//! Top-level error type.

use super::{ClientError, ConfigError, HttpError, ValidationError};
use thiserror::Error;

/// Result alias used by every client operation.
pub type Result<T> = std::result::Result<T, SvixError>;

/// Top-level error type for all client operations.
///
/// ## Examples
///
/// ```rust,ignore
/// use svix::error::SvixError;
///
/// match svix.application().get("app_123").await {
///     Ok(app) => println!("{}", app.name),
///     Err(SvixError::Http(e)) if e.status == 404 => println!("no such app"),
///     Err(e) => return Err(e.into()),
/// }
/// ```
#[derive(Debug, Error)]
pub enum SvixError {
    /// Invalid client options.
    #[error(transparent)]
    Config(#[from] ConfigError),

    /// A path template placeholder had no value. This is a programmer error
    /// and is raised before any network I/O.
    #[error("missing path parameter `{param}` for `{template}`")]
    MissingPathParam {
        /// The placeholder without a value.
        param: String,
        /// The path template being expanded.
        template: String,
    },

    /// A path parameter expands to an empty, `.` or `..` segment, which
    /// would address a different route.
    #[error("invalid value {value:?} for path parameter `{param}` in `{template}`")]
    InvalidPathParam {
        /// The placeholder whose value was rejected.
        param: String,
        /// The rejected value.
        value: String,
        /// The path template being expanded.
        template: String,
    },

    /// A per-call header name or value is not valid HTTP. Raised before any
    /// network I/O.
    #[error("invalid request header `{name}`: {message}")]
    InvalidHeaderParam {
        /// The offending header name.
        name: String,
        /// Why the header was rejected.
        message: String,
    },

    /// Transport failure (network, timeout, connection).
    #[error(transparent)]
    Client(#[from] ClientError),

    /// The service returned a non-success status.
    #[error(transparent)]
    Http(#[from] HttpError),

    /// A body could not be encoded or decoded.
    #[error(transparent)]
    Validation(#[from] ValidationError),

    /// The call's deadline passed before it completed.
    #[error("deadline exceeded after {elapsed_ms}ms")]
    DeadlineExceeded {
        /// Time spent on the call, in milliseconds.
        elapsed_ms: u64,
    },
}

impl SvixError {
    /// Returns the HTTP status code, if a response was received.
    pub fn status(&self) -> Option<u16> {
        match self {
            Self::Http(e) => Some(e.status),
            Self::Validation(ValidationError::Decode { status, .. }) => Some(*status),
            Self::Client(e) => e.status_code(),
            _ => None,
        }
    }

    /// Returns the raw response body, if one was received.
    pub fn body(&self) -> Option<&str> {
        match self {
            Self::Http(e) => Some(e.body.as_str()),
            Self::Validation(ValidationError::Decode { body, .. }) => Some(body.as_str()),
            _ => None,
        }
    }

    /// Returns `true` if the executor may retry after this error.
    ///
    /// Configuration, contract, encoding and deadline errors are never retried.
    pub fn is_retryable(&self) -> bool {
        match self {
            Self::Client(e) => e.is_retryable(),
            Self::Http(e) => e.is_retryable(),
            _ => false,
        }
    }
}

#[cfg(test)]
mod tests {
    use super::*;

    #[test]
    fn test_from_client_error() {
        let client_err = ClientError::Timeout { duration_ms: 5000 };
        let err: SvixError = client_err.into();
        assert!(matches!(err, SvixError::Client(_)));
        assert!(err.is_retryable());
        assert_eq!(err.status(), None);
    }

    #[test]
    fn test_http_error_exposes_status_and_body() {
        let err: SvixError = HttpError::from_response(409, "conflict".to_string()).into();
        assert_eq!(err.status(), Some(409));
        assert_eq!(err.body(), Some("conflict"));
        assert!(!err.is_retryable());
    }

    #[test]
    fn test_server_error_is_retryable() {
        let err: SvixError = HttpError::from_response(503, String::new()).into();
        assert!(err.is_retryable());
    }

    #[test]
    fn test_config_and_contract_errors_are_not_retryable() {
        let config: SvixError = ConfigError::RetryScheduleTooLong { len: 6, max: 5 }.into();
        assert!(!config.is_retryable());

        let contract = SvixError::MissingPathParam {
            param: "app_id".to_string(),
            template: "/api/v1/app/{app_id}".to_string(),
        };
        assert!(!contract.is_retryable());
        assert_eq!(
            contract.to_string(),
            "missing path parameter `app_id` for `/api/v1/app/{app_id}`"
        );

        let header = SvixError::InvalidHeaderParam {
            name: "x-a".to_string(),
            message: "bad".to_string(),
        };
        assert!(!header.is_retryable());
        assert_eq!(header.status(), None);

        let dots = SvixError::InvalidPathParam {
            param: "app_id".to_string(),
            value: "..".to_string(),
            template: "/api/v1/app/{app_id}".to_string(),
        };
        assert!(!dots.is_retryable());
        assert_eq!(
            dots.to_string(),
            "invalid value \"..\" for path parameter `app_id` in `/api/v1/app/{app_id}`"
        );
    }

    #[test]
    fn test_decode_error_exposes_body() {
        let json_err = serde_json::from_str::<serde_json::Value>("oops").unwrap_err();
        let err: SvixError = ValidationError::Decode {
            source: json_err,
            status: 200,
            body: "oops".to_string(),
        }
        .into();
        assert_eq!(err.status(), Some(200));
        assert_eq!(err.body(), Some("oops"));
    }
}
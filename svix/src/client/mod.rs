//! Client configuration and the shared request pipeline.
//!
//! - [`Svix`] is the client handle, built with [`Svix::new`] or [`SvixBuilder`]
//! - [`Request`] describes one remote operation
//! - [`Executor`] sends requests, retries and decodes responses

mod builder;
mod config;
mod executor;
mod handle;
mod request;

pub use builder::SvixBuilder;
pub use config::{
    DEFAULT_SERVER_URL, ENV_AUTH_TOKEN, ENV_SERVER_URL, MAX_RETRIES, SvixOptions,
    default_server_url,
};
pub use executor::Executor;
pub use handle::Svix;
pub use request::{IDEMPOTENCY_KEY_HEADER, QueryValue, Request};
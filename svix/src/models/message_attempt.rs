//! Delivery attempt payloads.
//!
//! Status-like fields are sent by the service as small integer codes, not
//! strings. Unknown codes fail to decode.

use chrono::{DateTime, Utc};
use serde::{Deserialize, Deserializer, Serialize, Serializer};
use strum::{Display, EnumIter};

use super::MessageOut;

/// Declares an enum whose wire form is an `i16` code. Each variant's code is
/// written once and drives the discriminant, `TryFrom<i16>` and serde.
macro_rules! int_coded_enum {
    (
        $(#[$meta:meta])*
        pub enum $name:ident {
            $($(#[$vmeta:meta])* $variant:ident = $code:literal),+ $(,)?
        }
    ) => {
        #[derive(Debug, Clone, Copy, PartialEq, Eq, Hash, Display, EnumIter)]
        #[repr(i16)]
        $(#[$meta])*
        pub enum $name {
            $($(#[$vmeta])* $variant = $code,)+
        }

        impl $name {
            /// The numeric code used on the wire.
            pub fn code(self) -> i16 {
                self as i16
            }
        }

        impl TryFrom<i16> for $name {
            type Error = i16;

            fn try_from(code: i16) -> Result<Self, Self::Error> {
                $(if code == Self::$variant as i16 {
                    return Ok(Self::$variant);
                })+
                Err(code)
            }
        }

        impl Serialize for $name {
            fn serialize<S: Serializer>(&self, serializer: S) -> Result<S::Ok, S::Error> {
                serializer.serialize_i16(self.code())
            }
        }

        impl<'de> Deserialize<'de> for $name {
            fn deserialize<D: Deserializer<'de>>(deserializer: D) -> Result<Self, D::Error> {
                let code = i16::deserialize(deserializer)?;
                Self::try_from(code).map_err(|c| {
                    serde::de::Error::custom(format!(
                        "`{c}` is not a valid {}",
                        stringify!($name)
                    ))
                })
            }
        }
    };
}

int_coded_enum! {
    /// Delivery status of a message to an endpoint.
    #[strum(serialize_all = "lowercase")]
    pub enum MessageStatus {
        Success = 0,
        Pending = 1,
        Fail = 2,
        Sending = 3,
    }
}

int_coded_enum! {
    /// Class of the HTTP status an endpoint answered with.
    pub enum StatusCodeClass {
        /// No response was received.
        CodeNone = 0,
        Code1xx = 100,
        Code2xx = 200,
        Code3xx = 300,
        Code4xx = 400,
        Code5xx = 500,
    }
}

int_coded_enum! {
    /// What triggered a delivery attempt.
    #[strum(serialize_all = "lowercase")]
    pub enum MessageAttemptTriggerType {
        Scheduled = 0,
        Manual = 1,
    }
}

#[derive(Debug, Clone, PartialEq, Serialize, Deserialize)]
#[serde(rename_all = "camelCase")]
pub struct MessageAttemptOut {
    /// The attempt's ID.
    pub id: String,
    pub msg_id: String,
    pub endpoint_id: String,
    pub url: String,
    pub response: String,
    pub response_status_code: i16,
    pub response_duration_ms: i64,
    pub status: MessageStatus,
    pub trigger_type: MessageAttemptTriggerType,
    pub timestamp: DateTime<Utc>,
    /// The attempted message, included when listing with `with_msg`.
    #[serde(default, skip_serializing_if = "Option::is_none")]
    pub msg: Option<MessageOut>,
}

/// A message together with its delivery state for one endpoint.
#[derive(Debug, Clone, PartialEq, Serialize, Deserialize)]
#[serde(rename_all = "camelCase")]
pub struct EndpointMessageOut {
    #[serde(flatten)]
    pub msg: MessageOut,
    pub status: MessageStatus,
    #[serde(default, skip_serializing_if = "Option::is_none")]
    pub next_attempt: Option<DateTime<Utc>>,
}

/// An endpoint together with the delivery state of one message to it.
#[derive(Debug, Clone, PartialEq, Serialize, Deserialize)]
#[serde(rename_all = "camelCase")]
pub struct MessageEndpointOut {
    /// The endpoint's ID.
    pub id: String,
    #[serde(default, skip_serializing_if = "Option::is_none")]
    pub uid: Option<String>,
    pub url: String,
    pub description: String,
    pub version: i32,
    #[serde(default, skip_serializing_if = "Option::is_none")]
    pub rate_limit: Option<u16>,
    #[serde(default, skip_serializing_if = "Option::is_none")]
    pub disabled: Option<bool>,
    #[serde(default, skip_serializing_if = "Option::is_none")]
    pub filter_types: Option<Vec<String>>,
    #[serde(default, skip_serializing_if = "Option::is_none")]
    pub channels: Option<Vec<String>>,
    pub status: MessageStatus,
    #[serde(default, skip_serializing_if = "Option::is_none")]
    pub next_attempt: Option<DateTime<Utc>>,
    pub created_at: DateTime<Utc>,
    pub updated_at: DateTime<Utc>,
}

+++

§ Work order: Go through the entries above and pull out each line with "Display" in it.

§ Expected answer:
use strum::{Display, EnumIter};
        #[derive(Debug, Clone, Copy, PartialEq, Eq, Hash, Display, EnumIter)]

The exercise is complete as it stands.